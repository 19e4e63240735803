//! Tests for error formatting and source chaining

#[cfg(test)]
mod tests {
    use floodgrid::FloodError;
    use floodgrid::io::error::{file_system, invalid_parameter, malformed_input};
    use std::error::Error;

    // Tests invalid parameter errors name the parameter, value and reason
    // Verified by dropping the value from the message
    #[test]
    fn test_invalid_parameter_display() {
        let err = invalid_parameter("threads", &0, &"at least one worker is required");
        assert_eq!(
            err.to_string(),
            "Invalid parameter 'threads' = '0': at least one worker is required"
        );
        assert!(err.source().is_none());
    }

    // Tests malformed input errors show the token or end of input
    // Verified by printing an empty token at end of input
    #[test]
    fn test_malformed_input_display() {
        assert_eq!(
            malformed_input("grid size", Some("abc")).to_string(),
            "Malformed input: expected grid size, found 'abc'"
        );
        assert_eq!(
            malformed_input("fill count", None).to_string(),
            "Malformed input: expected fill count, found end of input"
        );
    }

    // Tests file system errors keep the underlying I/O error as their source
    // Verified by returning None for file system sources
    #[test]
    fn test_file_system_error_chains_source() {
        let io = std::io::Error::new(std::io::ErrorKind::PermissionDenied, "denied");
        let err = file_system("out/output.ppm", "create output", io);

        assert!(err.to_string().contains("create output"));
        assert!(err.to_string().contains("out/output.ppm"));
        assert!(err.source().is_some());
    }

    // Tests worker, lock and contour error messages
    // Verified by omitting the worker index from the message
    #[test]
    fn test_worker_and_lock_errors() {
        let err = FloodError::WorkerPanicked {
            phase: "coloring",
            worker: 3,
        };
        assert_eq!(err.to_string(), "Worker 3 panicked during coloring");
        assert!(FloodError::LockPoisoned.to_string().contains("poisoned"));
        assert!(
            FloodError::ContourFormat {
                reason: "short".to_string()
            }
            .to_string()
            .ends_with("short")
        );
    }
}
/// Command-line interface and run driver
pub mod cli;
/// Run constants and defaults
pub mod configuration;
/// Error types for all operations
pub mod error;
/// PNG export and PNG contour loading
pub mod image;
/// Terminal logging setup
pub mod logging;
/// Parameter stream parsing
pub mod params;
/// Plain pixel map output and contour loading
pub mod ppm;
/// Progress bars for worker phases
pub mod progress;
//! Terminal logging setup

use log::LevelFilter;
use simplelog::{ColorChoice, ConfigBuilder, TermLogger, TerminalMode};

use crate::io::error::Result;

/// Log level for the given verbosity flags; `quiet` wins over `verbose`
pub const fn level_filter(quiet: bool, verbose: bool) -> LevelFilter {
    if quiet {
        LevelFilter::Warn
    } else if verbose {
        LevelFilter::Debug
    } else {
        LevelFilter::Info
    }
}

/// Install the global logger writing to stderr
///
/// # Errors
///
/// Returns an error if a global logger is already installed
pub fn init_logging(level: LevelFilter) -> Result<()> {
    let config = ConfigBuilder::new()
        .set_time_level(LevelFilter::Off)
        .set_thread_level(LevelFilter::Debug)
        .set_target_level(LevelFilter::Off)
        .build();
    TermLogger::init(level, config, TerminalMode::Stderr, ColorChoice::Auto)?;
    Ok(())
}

*****

#### REQUIRED WORK:
Produce exactly the lines from the one containing "config, TerminalMode::Stderr, ColorChoice::Auto)?;" through the final line of the records above, both included, and no others.

#### THE ANSWER:
    TermLogger::init(level, config, TerminalMode::Stderr, ColorChoice::Auto)?;
    Ok(())
}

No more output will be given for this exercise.